● TASK: Repeat exactly, and only, the lines of the entries below from the one with "-> Result<SpooledFile, SpoolError>" through the one with "every error path", both ends included.

──────── INPUT DATA ────────

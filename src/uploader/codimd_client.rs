use reqwest::{multipart, Body, Client};
use serde::Deserialize;
use thiserror::Error;

use super::spool::SpooledFile;

/// Endpoint appended to the configured base URL
pub const UPLOAD_PATH: &str = "uploadimage";

/// Name of the multipart part carrying the image
pub const IMAGE_FIELD: &str = "image";

#[derive(Debug, Clone, Deserialize)]
pub struct UploadImageResponse {
    pub link: String,
}

#[derive(Error, Debug)]
pub enum ClientError {
    #[error("could not read spool file: {0}")]
    Spool(#[from] std::io::Error),

    #[error("request failed: {0}")]
    Transport(#[from] reqwest::Error),

    #[error("unexpected status code {status}")]
    BadStatus { status: u16 },

    #[error("unexpected upload response (status {status}): {reason}")]
    Malformed { status: u16, reason: String },
}

/// Thin client for a CodiMD-compatible image upload endpoint.
///
/// Cloning is cheap and shares the connection pool.
#[derive(Debug, Clone, Default)]
pub struct CodimdClient {
    client: Client,
}

impl CodimdClient {
    pub fn new() -> Self {
        Self {
            client: Client::new(),
        }
    }

    pub fn with_client(client: Client) -> Self {
        Self { client }
    }

    pub fn upload_url(base_url: &str) -> String {
        format!("{}/{}", base_url.trim_end_matches('/'), UPLOAD_PATH)
    }

    pub async fn build_form(
        spooled: &SpooledFile,
        mime_type: &str,
    ) -> Result<multipart::Form, ClientError> {
        let file = tokio::fs::File::open(spooled.path()).await?;
        let length = file.metadata().await?.len();

        let part = multipart::Part::stream_with_length(Body::from(file), length)
            .file_name(spooled.file_name())
            .mime_str(mime_type)?;

        Ok(multipart::Form::new().part(IMAGE_FIELD, part))
    }

    /// Single attempt, no retries.
    pub async fn upload_image(
        &self,
        base_url: &str,
        spooled: &SpooledFile,
        mime_type: &str,
    ) -> Result<UploadImageResponse, ClientError> {
        let url = Self::upload_url(base_url);
        log::debug!("Upload URL: {}", url);

        let form = Self::build_form(spooled, mime_type).await?;
        let response = self.client.post(&url).multipart(form).send().await?;

        let status = response.status();

        // A non-2xx status is final; the body is only read for the log
        if !status.is_success() {
            let error_text = response.text().await.unwrap_or_default();
            log::error!(
                "Upload failed, unexpected status {} from {}: {}",
                status,
                url,
                &error_text[..floor_char_boundary(&error_text, 300)]
            );
            return Err(ClientError::BadStatus {
                status: status.as_u16(),
            });
        }

        let response_text = response.text().await?;

        parse_upload_response(&response_text).map_err(|reason| ClientError::Malformed {
            status: status.as_u16(),
            reason,
        })
    }
}

/// Decode `{"link": "..."}`; any other shape is rejected.
pub fn parse_upload_response(response_data: &str) -> Result<UploadImageResponse, String> {
    match serde_json::from_str::<UploadImageResponse>(response_data) {
        Ok(response) if response.link.trim().is_empty() => {
            Err("response contained an empty link".to_string())
        }
        Ok(response) => Ok(response),
        Err(e) => {
            log::debug!(
                "Raw response that failed to parse: {}",
                &response_data[..floor_char_boundary(response_data, 300)]
            );
            Err(e.to_string())
        }
    }
}

fn floor_char_boundary(s: &str, max: usize) -> usize {
    if s.len() <= max {
        return s.len();
    }
    (0..=max).rev().find(|&i| s.is_char_boundary(i)).unwrap_or(0)
}

#[cfg(test)]
mod tests {
    use super::*;

    #[test]
    fn test_upload_url() {
        assert_eq!(
            CodimdClient::upload_url("https://example.org"),
            "https://example.org/uploadimage"
        );
        assert_eq!(
            CodimdClient::upload_url("https://example.org/pad/"),
            "https://example.org/pad/uploadimage"
        );
    }

    #[test]
    fn test_parse_valid_response() {
        let response =
            parse_upload_response(r#"{"link":"https://example.org/uploads/abc.png"}"#).unwrap();
        assert_eq!(response.link, "https://example.org/uploads/abc.png");
    }

    #[test]
    fn test_parse_ignores_extra_fields() {
        let response =
            parse_upload_response(r#"{"link":"https://example.org/u/x.png","size":12}"#).unwrap();
        assert_eq!(response.link, "https://example.org/u/x.png");
    }

    #[test]
    fn test_parse_rejects_bad_bodies() {
        assert!(parse_upload_response("not json").is_err());
        assert!(parse_upload_response("{}").is_err());
        assert!(parse_upload_response(r#"{"link":42}"#).is_err());
        assert!(parse_upload_response(r#"{"link":""}"#).is_err());
    }

    #[test]
    fn test_floor_char_boundary() {
        assert_eq!(floor_char_boundary("abc", 300), 3);
        // 'é' is two bytes, cutting at 1 must back off to 0
        assert_eq!(floor_char_boundary("é", 1), 0);
    }
}
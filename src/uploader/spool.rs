use std::io;
use std::path::{Path, PathBuf};
use thiserror::Error;
use tokio::io::{AsyncRead, AsyncReadExt, AsyncWriteExt};

use crate::mime::extension_for_mime;

/// Copy buffer size used while spooling a source
pub const SPOOL_BUFFER_SIZE: usize = 128 * 1024;

const SPOOL_PREFIX: &str = "codimd-share";

pub type SourceReader = Box<dyn AsyncRead + Send + Unpin>;

/// Something that can hand out a readable stream of image bytes once.
pub trait ImageSource: Send + Sync {
    /// Human readable description used in logs
    fn describe(&self) -> String;

    fn open(&self) -> io::Result<SourceReader>;
}

/// An image on the local filesystem.
#[derive(Debug, Clone)]
pub struct FileSource {
    path: PathBuf,
}

impl FileSource {
    pub fn new(path: impl Into<PathBuf>) -> Self {
        Self { path: path.into() }
    }

    pub fn path(&self) -> &Path {
        &self.path
    }
}

impl ImageSource for FileSource {
    fn describe(&self) -> String {
        self.path.display().to_string()
    }

    fn open(&self) -> io::Result<SourceReader> {
        let file = std::fs::File::open(&self.path)?;
        Ok(Box::new(tokio::fs::File::from_std(file)))
    }
}

/// Image bytes already held in memory.
#[derive(Debug, Clone)]
pub struct BytesSource {
    name: String,
    data: Vec<u8>,
}

impl BytesSource {
    pub fn new(name: impl Into<String>, data: Vec<u8>) -> Self {
        Self {
            name: name.into(),
            data,
        }
    }
}

impl ImageSource for BytesSource {
    fn describe(&self) -> String {
        format!("{} ({} bytes in memory)", self.name, self.data.len())
    }

    fn open(&self) -> io::Result<SourceReader> {
        Ok(Box::new(io::Cursor::new(self.data.clone())))
    }
}

/// The process' standard input.
#[derive(Debug, Clone, Copy, Default)]
pub struct StdinSource;

impl ImageSource for StdinSource {
    fn describe(&self) -> String {
        "<stdin>".to_string()
    }

    fn open(&self) -> io::Result<SourceReader> {
        Ok(Box::new(tokio::io::stdin()))
    }
}

#[derive(Error, Debug)]
pub enum SpoolError {
    #[error("could not open {source_name}: {error}")]
    Open { source_name: String, error: io::Error },

    #[error("could not create spool file in {dir:?}: {error}")]
    Create { dir: PathBuf, error: io::Error },

    #[error("failed while copying {source_name}: {error}")]
    Copy { source_name: String, error: io::Error },
}

/// A local copy of the source bytes, owned by a single request.
///
/// The file is removed when this value is dropped unless [`SpooledFile::keep`]
/// was called.
#[derive(Debug)]
pub struct SpooledFile {
    path: PathBuf,
    size: u64,
    keep: bool,
}

impl SpooledFile {
    fn new(path: PathBuf) -> Self {
        Self {
            path,
            size: 0,
            keep: false,
        }
    }

    pub fn path(&self) -> &Path {
        &self.path
    }

    pub fn file_name(&self) -> String {
        self.path
            .file_name()
            .unwrap_or_default()
            .to_string_lossy()
            .to_string()
    }

    pub fn len(&self) -> u64 {
        self.size
    }

    pub fn is_empty(&self) -> bool {
        self.size == 0
    }

    /// Detach the file from cleanup and return its path.
    pub fn keep(mut self) -> PathBuf {
        self.keep = true;
        self.path.clone()
    }
}

impl Drop for SpooledFile {
    fn drop(&mut self) {
        if self.keep {
            return;
        }

        match std::fs::remove_file(&self.path) {
            Ok(()) => log::debug!("Removed spool file {}", self.path.display()),
            Err(e) if e.kind() == io::ErrorKind::NotFound => {}
            Err(e) => log::warn!(
                "Failed to remove spool file {} (non-critical): {}",
                self.path.display(),
                e
            ),
        }
    }
}

/// Copy the whole source into a fresh file under `spool_dir`.
pub async fn spool_source(
    source: &dyn ImageSource,
    mime_type: &str,
    spool_dir: &Path,
) -> Result<SpooledFile, SpoolError> {
    let mut reader = source.open().map_err(|error| SpoolError::Open {
        source_name: source.describe(),
        error,
    })?;

    tokio::fs::create_dir_all(spool_dir)
        .await
        .map_err(|error| SpoolError::Create {
            dir: spool_dir.to_path_buf(),
            error,
        })?;

    let path = spool_dir.join(format!(
        "{}-{}.{}",
        SPOOL_PREFIX,
        uuid::Uuid::new_v4(),
        extension_for_mime(mime_type)
    ));

    let mut out = tokio::fs::File::create(&path)
        .await
        .map_err(|error| SpoolError::Create {
            dir: spool_dir.to_path_buf(),
            error,
        })?;

    // From here on a partial file is removed on every error path
    let mut spooled = SpooledFile::new(path);

    let copy_error = |error: io::Error| SpoolError::Copy {
        source_name: source.describe(),
        error,
    };

    let mut buffer = vec![0u8; SPOOL_BUFFER_SIZE];
    loop {
        let bytes_read = reader.read(&mut buffer).await.map_err(copy_error)?;
        if bytes_read == 0 {
            break;
        }
        out.write_all(&buffer[..bytes_read])
            .await
            .map_err(copy_error)?;
        spooled.size += bytes_read as u64;
    }

    out.flush().await.map_err(copy_error)?;
    drop(out);

    log::debug!(
        "Spooled {} bytes from {} to {}",
        spooled.size,
        source.describe(),
        spooled.path.display()
    );

    Ok(spooled)
}

#[cfg(test)]
mod tests {
    use super::*;
    use std::pin::Pin;
    use std::task::{Context, Poll};
    use tokio::io::ReadBuf;

    struct FailingReader {
        served: bool,
    }

    impl AsyncRead for FailingReader {
        fn poll_read(
            mut self: Pin<&mut Self>,
            _cx: &mut Context<'_>,
            buf: &mut ReadBuf<'_>,
        ) -> Poll<io::Result<()>> {
            if self.served {
                Poll::Ready(Err(io::Error::new(
                    io::ErrorKind::BrokenPipe,
                    "provider went away",
                )))
            } else {
                self.served = true;
                buf.put_slice(b"partial");
                Poll::Ready(Ok(()))
            }
        }
    }

    struct FailingSource;

    impl ImageSource for FailingSource {
        fn describe(&self) -> String {
            "failing".to_string()
        }

        fn open(&self) -> io::Result<SourceReader> {
            Ok(Box::new(FailingReader { served: false }))
        }
    }

    #[tokio::test]
    async fn test_spool_copies_all_bytes() {
        let dir = tempfile::tempdir().unwrap();
        // Larger than one buffer so the loop runs more than once
        let data: Vec<u8> = (0..(SPOOL_BUFFER_SIZE * 2 + 17))
            .map(|i| (i % 251) as u8)
            .collect();
        let source = BytesSource::new("big.png", data.clone());

        let spooled = spool_source(&source, "image/png", dir.path()).await.unwrap();

        assert_eq!(spooled.len(), data.len() as u64);
        assert!(spooled.file_name().starts_with("codimd-share-"));
        assert!(spooled.file_name().ends_with(".png"));
        assert_eq!(std::fs::read(spooled.path()).unwrap(), data);
    }

    #[tokio::test]
    async fn test_drop_removes_file() {
        let dir = tempfile::tempdir().unwrap();
        let source = BytesSource::new("a.gif", b"GIF89a".to_vec());

        let spooled = spool_source(&source, "image/gif", dir.path()).await.unwrap();
        let path = spooled.path().to_path_buf();
        assert!(path.exists());

        drop(spooled);
        assert!(!path.exists());
    }

    #[tokio::test]
    async fn test_keep_detaches_file() {
        let dir = tempfile::tempdir().unwrap();
        let source = BytesSource::new("a.jpg", b"\xFF\xD8\xFF".to_vec());

        let spooled = spool_source(&source, "image/jpeg", dir.path()).await.unwrap();
        let path = spooled.keep();
        assert!(path.exists());
        assert_eq!(path.extension().unwrap(), "jpg");
    }

    #[tokio::test]
    async fn test_missing_file_is_open_error() {
        let dir = tempfile::tempdir().unwrap();
        let source = FileSource::new(dir.path().join("nope.png"));

        let result = spool_source(&source, "image/png", dir.path()).await;
        match result {
            Err(SpoolError::Open { error, .. }) => {
                assert_eq!(error.kind(), io::ErrorKind::NotFound)
            }
            other => panic!("expected open error, got {:?}", other),
        }
    }

    #[tokio::test]
    async fn test_read_failure_removes_partial_file() {
        let dir = tempfile::tempdir().unwrap();

        let result = spool_source(&FailingSource, "image/png", dir.path()).await;
        assert!(matches!(result, Err(SpoolError::Copy { .. })));
        assert_eq!(std::fs::read_dir(dir.path()).unwrap().count(), 0);
    }
}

────────

● OUTPUT OF THE EXERCISE:
) -> Result<SpooledFile, SpoolError> {
    let mut reader = source.open().map_err(|error| SpoolError::Open {
        source_name: source.describe(),
        error,
    })?;

    tokio::fs::create_dir_all(spool_dir)
        .await
        .map_err(|error| SpoolError::Create {
            dir: spool_dir.to_path_buf(),
            error,
        })?;

    let path = spool_dir.join(format!(
        "{}-{}.{}",
        SPOOL_PREFIX,
        uuid::Uuid::new_v4(),
        extension_for_mime(mime_type)
    ));

    let mut out = tokio::fs::File::create(&path)
        .await
        .map_err(|error| SpoolError::Create {
            dir: spool_dir.to_path_buf(),
            error,
        })?;

    // From here on a partial file is removed on every error path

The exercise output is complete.